**Work to be completed:** Could you return every line of the records below that contains the word "main"?

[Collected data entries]
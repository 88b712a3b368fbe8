//! Configuration schema for lanzar.yaml plus run/deploy event types.
//!
//! All config types derive Serialize/Deserialize for YAML roundtripping;
//! omitted fields fall back to the documented defaults.

use serde::{Deserialize, Serialize};

// ============================================================================
// Top-level lanzar.yaml
// ============================================================================

/// Root configuration — everything the deploy, bootstrap, and run
/// operations need about one bot VM.
#[derive(Debug, Clone, Serialize, Deserialize)]
pub struct LanzarConfig {
    /// Schema version (must be "1.0")
    pub version: String,

    /// Human-readable deployment name
    pub name: String,

    /// Optional description
    #[serde(default)]
    pub description: Option<String>,

    /// Compute instance shape and provisioning settings
    pub vm: VmSpec,

    /// Application layout on the instance
    pub app: AppSpec,

    /// System-wide run log path (absolute)
    pub log_path: String,

    /// Cron expression for the scheduled run (five fields)
    #[serde(default = "default_schedule")]
    pub schedule: String,
}

fn default_schedule() -> String {
    "0 9 * * *".to_string()
}

// ============================================================================
// VM
// ============================================================================

/// Compute instance specification.
#[derive(Debug, Clone, Serialize, Deserialize)]
pub struct VmSpec {
    /// Cloud project identifier
    pub project: String,

    /// Compute zone
    pub zone: String,

    /// Instance name
    pub instance: String,

    /// Machine shape
    #[serde(default = "default_machine_type")]
    pub machine_type: String,

    /// Boot image family
    #[serde(default = "default_image_family")]
    pub image_family: String,

    /// Boot image project
    #[serde(default = "default_image_project")]
    pub image_project: String,

    /// Boot disk size
    #[serde(default = "default_boot_disk_size")]
    pub boot_disk_size: String,

    /// Boot disk type
    #[serde(default = "default_boot_disk_type")]
    pub boot_disk_type: String,

    /// Access scopes granted to the instance
    #[serde(default = "default_scopes")]
    pub scopes: String,

    /// Provisioning CLI program
    #[serde(default = "default_gcloud")]
    pub gcloud: String,

    /// Deletion-completion polling settings
    #[serde(default)]
    pub deletion_poll: PollSpec,
}

fn default_machine_type() -> String {
    "e2-small".to_string()
}

fn default_image_family() -> String {
    "debian-12".to_string()
}

fn default_image_project() -> String {
    "debian-cloud".to_string()
}

fn default_boot_disk_size() -> String {
    "10GB".to_string()
}

fn default_boot_disk_type() -> String {
    "pd-balanced".to_string()
}

fn default_scopes() -> String {
    "cloud-platform".to_string()
}

fn default_gcloud() -> String {
    "gcloud".to_string()
}

/// Bounded polling with exponential backoff, used while waiting for an
/// asynchronous instance deletion to complete.
#[derive(Debug, Clone, Serialize, Deserialize)]
pub struct PollSpec {
    /// Maximum describe attempts before giving up
    #[serde(default = "default_max_attempts")]
    pub max_attempts: u32,

    /// Delay before the first attempt; doubled after each one
    #[serde(default = "default_initial_delay_ms")]
    pub initial_delay_ms: u64,
}

impl Default for PollSpec {
    fn default() -> Self {
        Self {
            max_attempts: default_max_attempts(),
            initial_delay_ms: default_initial_delay_ms(),
        }
    }
}

fn default_max_attempts() -> u32 {
    6
}

fn default_initial_delay_ms() -> u64 {
    2000
}

// ============================================================================
// Application layout
// ============================================================================

/// Where the application lives on the instance and how it is invoked.
#[derive(Debug, Clone, Serialize, Deserialize)]
pub struct AppSpec {
    /// Application root directory (absolute)
    pub dir: String,

    /// Entry point, relative to the application root
    #[serde(default = "default_entry")]
    pub entry: String,

    /// Virtual environment subdirectory name
    #[serde(default = "default_venv")]
    pub venv: String,

    /// Environment file, relative to the application root
    #[serde(default = "default_env_file")]
    pub env_file: String,

    /// Dependency manifest, relative to the application root
    #[serde(default = "default_requirements")]
    pub requirements: String,

    /// Interpreter used to create the virtual environment
    #[serde(default = "default_python")]
    pub python: String,

    /// Absolute path the cron entry invokes
    #[serde(default = "default_runner_bin")]
    pub runner_bin: String,
}

fn default_entry() -> String {
    "main.py".to_string()
}

fn default_venv() -> String {
    "venv".to_string()
}

fn default_env_file() -> String {
    ".env".to_string()
}

fn default_requirements() -> String {
    "requirements.txt".to_string()
}

fn default_python() -> String {
    "python3".to_string()
}

fn default_runner_bin() -> String {
    "/usr/local/bin/lanzar".to_string()
}

// ============================================================================
// Events
// ============================================================================

/// Event for the JSONL journal.
#[derive(Debug, Clone, Serialize, Deserialize)]
#[serde(tag = "event", rename_all = "snake_case")]
pub enum Event {
    DeployStarted {
        instance: String,
        run_id: String,
        lanzar_version: String,
    },
    InstanceDeleted {
        instance: String,
        wait_seconds: f64,
    },
    InstanceCreated {
        instance: String,
        zone: String,
        machine_type: String,
    },
    DeployCompleted {
        instance: String,
        run_id: String,
        total_seconds: f64,
    },
    RunStarted {
        run_id: String,
    },
    RunSkipped {
        reason: String,
    },
    RunCompleted {
        run_id: String,
        exit_code: i32,
        duration_seconds: f64,
    },
}

/// Timestamped event wrapper.
#[derive(Debug, Clone, Serialize, Deserialize)]
pub struct TimestampedEvent {
    pub ts: String,
    #[serde(flatten)]
    pub event: Event,
}

// ============================================================================
// Run outcome
// ============================================================================

/// Result of one scheduled-runner invocation.
#[derive(Debug, Clone, PartialEq, Eq)]
pub struct RunOutcome {
    /// Process exit code to propagate to the scheduler
    pub exit_code: i32,

    /// True when the run was skipped because a prior run still holds the lock
    pub skipped: bool,
}

#[cfg(test)]
mod tests {
    use super::*;

    #[test]
    fn test_config_parse_minimal() {
        let yaml = r#"
version: "1.0"
name: flower-bot
vm:
  project: my-project
  zone: us-central1-a
  instance: flower-bot-vm
app:
  dir: /opt/flower-bot
log_path: /var/log/flower-bot.log
"#;
        let config: LanzarConfig = serde_yaml_ng::from_str(yaml).unwrap();
        assert_eq!(config.version, "1.0");
        assert_eq!(config.name, "flower-bot");
        assert_eq!(config.schedule, "0 9 * * *");
        assert_eq!(config.vm.machine_type, "e2-small");
        assert_eq!(config.vm.image_family, "debian-12");
        assert_eq!(config.vm.boot_disk_size, "10GB");
        assert_eq!(config.vm.gcloud, "gcloud");
        assert_eq!(config.app.entry, "main.py");
        assert_eq!(config.app.venv, "venv");
        assert_eq!(config.app.env_file, ".env");
        assert_eq!(config.app.runner_bin, "/usr/local/bin/lanzar");
    }

    #[test]
    fn test_config_parse_overrides() {
        let yaml = r#"
version: "1.0"
name: big-bot
vm:
  project: p
  zone: europe-west1-b
  instance: big-bot-vm
  machine_type: e2-medium
  boot_disk_size: 20GB
  deletion_poll:
    max_attempts: 3
    initial_delay_ms: 500
app:
  dir: /srv/big-bot
  entry: bot.py
  venv: .venv
log_path: /var/log/big-bot.log
schedule: "30 6 * * *"
"#;
        let config: LanzarConfig = serde_yaml_ng::from_str(yaml).unwrap();
        assert_eq!(config.vm.machine_type, "e2-medium");
        assert_eq!(config.vm.deletion_poll.max_attempts, 3);
        assert_eq!(config.vm.deletion_poll.initial_delay_ms, 500);
        assert_eq!(config.app.entry, "bot.py");
        assert_eq!(config.app.venv, ".venv");
        assert_eq!(config.schedule, "30 6 * * *");
    }

    #[test]
    fn test_poll_spec_defaults() {
        let p = PollSpec::default();
        assert_eq!(p.max_attempts, 6);
        assert_eq!(p.initial_delay_ms, 2000);
    }

    #[test]
    fn test_config_roundtrip() {
        let yaml = r#"
version: "1.0"
name: t
vm:
  project: p
  zone: z
  instance: i
app:
  dir: /opt/t
log_path: /var/log/t.log
"#;
        let config: LanzarConfig = serde_yaml_ng::from_str(yaml).unwrap();
        let out = serde_yaml_ng::to_string(&config).unwrap();
        let config2: LanzarConfig = serde_yaml_ng::from_str(&out).unwrap();
        assert_eq!(config2.name, "t");
        assert_eq!(config2.vm.scopes, "cloud-platform");
    }

    #[test]
    fn test_event_serde_tagged() {
        let event = Event::RunCompleted {
            run_id: "r-abc".to_string(),
            exit_code: 3,
            duration_seconds: 1.25,
        };
        let json = serde_json::to_string(&event).unwrap();
        assert!(json.contains("\"event\":\"run_completed\""));
        assert!(json.contains("\"exit_code\":3"));
    }

    #[test]
    fn test_timestamped_event_flattens() {
        let te = TimestampedEvent {
            ts: "2026-08-24T09:00:00Z".to_string(),
            event: Event::RunSkipped {
                reason: "lock held".to_string(),
            },
        };
        let json = serde_json::to_string(&te).unwrap();
        assert!(json.contains("\"ts\":\"2026-08-24T09:00:00Z\""));
        assert!(json.contains("\"event\":\"run_skipped\""));
        assert!(json.contains("lock held"));
    }
}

**Solution to the problem:**
    "main.py".to_string()
        assert_eq!(config.app.entry, "main.py");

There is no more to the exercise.